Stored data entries
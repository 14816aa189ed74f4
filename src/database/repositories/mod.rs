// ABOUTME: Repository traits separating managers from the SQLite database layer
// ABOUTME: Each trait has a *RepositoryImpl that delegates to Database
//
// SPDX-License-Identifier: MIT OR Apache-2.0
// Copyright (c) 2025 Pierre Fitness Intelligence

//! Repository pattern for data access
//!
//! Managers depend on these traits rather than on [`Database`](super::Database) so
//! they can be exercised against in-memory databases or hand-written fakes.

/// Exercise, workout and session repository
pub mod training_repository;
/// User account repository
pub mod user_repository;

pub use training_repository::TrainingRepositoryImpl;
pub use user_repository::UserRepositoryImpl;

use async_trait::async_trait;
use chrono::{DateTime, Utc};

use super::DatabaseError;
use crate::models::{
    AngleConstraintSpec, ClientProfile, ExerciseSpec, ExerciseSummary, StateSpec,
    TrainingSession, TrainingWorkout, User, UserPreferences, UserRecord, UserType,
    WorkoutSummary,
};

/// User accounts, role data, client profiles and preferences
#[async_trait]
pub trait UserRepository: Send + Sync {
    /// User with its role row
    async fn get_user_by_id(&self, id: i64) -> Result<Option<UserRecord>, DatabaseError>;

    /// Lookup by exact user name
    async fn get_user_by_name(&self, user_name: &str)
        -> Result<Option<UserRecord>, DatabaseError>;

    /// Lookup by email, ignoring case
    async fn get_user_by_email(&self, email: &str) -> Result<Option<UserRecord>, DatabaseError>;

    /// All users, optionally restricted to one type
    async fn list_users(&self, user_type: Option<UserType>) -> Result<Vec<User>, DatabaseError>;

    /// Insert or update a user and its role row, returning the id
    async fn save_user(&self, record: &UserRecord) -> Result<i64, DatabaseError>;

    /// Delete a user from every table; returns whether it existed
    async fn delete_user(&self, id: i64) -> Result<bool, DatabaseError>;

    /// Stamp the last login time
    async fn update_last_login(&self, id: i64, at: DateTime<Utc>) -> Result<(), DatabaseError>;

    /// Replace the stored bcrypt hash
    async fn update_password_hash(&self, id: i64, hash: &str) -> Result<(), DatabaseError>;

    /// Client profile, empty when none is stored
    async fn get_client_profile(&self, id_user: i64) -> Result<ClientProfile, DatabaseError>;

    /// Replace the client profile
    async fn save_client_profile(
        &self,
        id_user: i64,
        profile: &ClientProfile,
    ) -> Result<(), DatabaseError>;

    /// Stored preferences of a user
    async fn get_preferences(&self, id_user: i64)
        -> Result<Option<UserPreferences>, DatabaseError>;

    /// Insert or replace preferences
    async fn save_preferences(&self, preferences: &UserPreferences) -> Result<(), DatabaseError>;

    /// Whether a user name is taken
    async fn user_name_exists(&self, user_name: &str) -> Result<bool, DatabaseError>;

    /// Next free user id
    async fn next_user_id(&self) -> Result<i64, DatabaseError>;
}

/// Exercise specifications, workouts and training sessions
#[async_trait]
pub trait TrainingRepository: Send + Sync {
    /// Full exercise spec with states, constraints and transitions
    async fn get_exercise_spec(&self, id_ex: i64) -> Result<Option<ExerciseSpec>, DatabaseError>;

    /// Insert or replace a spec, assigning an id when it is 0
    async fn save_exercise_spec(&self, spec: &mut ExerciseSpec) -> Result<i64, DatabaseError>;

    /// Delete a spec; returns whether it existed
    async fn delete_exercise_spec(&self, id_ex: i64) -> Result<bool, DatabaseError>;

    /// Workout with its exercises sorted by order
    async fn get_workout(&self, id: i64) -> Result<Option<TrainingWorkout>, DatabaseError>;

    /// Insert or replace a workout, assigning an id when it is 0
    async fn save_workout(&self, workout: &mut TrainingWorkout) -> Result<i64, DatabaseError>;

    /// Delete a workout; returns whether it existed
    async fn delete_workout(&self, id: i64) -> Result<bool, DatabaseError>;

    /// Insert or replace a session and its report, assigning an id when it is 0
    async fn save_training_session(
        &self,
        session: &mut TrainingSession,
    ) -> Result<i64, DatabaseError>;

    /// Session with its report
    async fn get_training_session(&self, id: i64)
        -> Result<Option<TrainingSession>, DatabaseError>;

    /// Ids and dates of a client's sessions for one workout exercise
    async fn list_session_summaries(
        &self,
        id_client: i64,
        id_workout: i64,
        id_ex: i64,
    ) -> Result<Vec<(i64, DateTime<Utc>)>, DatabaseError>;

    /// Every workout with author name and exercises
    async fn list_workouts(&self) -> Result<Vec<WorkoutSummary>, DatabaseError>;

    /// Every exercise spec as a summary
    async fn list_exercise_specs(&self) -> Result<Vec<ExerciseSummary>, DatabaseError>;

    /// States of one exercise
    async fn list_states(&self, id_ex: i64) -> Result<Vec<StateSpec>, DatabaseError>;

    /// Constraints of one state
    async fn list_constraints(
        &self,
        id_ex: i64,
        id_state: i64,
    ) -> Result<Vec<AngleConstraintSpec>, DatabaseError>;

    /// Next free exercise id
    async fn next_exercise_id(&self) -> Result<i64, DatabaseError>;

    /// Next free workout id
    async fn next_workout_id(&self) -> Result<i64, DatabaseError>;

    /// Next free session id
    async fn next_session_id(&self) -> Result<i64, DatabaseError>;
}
---
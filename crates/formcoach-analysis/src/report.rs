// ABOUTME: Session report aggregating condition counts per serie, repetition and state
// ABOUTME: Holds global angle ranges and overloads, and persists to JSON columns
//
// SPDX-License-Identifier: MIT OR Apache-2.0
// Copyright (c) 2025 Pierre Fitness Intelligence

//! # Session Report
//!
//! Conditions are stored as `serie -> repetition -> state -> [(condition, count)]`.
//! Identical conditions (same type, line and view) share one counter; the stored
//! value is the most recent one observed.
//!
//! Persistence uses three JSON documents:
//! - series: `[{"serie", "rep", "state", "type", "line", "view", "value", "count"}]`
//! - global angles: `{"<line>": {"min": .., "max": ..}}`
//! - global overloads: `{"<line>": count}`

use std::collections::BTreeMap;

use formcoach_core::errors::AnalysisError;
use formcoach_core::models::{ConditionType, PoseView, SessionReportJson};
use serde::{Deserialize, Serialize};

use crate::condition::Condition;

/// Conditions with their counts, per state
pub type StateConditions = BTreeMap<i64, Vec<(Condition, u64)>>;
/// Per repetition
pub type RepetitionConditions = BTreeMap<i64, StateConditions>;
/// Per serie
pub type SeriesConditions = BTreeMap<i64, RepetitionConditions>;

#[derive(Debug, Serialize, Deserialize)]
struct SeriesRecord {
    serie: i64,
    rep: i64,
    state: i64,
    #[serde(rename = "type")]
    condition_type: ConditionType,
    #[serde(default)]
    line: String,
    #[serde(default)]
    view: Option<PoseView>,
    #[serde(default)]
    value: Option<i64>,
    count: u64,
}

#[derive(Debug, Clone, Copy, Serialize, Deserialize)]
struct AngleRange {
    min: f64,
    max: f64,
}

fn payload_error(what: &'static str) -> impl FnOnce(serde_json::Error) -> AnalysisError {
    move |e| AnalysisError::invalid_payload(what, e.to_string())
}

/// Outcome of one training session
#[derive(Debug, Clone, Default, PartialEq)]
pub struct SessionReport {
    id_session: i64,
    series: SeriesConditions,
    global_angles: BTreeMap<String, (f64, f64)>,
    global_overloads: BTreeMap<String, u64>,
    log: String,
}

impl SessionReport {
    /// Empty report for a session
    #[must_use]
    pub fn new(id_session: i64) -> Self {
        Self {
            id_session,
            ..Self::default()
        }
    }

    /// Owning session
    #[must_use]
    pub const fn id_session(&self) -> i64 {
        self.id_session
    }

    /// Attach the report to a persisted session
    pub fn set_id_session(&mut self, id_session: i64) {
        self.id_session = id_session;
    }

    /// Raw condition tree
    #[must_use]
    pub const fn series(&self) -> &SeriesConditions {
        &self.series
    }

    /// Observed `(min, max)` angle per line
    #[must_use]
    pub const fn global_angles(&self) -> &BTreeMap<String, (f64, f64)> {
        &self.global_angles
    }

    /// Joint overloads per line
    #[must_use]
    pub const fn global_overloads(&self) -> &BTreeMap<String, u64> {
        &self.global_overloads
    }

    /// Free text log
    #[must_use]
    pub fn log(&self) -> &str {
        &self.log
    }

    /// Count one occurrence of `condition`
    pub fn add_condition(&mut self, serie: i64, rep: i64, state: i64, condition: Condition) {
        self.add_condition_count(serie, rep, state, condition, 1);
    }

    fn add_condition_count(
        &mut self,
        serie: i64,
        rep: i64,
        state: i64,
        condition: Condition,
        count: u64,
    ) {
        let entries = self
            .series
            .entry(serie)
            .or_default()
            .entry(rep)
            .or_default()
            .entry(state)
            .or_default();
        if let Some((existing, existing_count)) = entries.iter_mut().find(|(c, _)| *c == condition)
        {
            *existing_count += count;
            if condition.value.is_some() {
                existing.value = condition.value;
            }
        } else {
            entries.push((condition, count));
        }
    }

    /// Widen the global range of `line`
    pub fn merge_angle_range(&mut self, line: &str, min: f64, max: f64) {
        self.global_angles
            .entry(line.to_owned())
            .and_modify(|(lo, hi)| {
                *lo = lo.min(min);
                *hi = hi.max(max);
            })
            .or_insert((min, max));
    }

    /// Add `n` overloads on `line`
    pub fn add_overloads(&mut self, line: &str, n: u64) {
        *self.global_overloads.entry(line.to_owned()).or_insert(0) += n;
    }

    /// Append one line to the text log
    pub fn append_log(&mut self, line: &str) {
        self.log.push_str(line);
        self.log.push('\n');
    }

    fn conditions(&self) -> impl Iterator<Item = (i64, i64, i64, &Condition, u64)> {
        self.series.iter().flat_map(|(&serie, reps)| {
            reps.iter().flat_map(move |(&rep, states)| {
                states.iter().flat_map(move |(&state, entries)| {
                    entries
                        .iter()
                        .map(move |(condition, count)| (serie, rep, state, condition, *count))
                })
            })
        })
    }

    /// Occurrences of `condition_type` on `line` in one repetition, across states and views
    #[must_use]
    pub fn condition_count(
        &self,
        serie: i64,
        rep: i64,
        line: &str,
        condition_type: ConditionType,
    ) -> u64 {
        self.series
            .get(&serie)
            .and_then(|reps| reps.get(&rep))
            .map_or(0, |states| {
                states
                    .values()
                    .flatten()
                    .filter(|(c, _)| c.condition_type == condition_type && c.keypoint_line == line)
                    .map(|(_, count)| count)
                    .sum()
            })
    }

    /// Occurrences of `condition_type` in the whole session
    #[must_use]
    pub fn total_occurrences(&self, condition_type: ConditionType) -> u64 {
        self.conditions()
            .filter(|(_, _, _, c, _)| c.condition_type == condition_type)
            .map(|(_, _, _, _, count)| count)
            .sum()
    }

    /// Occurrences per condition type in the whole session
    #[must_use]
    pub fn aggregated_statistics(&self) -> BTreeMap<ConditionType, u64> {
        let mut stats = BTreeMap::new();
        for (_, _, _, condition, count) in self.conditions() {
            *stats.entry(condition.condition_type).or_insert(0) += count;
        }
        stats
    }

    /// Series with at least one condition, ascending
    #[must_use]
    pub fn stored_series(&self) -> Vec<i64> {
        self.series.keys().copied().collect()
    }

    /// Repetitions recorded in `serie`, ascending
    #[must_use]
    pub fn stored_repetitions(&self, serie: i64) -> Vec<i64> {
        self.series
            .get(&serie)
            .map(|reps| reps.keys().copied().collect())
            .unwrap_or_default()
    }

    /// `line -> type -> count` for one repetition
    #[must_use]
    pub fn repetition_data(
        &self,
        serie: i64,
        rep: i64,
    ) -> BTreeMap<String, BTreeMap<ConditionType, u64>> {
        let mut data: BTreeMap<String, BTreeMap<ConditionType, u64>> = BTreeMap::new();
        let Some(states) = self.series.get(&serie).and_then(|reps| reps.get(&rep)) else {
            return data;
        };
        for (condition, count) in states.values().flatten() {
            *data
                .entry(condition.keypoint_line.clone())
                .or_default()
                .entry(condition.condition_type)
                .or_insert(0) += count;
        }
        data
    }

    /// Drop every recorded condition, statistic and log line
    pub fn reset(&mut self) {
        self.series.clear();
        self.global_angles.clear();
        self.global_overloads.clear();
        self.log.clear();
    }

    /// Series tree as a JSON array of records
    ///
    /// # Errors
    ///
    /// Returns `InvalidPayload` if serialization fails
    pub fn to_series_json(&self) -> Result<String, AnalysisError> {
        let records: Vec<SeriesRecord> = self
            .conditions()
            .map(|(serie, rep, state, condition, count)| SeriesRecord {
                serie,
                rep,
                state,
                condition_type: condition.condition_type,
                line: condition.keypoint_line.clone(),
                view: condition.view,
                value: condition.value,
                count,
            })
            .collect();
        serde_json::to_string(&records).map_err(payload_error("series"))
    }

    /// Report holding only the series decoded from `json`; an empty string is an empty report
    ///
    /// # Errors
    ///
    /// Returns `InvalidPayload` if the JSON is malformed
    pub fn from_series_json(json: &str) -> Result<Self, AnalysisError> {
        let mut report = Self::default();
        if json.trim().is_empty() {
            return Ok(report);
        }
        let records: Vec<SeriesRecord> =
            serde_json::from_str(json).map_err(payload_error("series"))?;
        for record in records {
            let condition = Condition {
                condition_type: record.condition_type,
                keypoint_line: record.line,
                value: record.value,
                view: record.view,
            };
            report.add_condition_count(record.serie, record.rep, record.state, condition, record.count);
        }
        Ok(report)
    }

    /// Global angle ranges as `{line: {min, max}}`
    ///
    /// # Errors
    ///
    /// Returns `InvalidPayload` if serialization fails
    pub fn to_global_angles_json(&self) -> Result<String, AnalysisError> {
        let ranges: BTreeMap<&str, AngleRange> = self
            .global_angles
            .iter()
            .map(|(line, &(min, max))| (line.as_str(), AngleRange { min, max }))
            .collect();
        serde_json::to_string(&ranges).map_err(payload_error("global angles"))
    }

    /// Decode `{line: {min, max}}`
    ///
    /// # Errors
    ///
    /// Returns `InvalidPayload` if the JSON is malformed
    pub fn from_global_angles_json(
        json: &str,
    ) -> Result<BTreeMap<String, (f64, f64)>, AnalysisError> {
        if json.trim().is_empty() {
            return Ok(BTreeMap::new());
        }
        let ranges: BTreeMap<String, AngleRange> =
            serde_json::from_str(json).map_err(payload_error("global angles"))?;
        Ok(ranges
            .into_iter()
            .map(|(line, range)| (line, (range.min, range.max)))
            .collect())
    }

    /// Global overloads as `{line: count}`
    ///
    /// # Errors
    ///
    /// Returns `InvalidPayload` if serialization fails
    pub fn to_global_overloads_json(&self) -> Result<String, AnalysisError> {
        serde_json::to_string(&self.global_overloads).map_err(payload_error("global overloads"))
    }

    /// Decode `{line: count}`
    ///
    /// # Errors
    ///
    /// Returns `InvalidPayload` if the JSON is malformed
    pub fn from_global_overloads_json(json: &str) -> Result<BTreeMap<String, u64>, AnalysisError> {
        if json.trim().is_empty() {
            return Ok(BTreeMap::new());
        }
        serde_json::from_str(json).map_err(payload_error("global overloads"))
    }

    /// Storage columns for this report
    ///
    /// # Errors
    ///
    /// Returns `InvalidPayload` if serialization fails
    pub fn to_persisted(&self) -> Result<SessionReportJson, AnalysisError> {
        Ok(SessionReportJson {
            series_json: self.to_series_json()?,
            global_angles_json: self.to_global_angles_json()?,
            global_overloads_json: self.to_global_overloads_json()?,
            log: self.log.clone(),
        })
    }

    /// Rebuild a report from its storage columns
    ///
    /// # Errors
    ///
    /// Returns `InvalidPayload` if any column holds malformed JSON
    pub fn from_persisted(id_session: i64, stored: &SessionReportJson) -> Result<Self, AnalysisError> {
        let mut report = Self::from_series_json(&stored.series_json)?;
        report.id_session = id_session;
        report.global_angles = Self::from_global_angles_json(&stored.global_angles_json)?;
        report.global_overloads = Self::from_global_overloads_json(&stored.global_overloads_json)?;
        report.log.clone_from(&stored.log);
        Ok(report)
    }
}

__Goal of the exercise__
Using the records above, set down exactly the lines from the one with "report, assigning an id when it is 0" through the one with "free workout id", inclusive, and nothing more.

__Solution to the problem__
    /// Insert or replace a session and its report, assigning an id when it is 0
    async fn save_training_session(
        &self,
        session: &mut TrainingSession,
    ) -> Result<i64, DatabaseError>;

    /// Session with its report
    async fn get_training_session(&self, id: i64)
        -> Result<Option<TrainingSession>, DatabaseError>;

    /// Ids and dates of a client's sessions for one workout exercise
    async fn list_session_summaries(
        &self,
        id_client: i64,
        id_workout: i64,
        id_ex: i64,
    ) -> Result<Vec<(i64, DateTime<Utc>)>, DatabaseError>;

    /// Every workout with author name and exercises
    async fn list_workouts(&self) -> Result<Vec<WorkoutSummary>, DatabaseError>;

    /// Every exercise spec as a summary
    async fn list_exercise_specs(&self) -> Result<Vec<ExerciseSummary>, DatabaseError>;

    /// States of one exercise
    async fn list_states(&self, id_ex: i64) -> Result<Vec<StateSpec>, DatabaseError>;

    /// Constraints of one state
    async fn list_constraints(
        &self,
        id_ex: i64,
        id_state: i64,
    ) -> Result<Vec<AngleConstraintSpec>, DatabaseError>;

    /// Next free exercise id
    async fn next_exercise_id(&self) -> Result<i64, DatabaseError>;

    /// Next free workout id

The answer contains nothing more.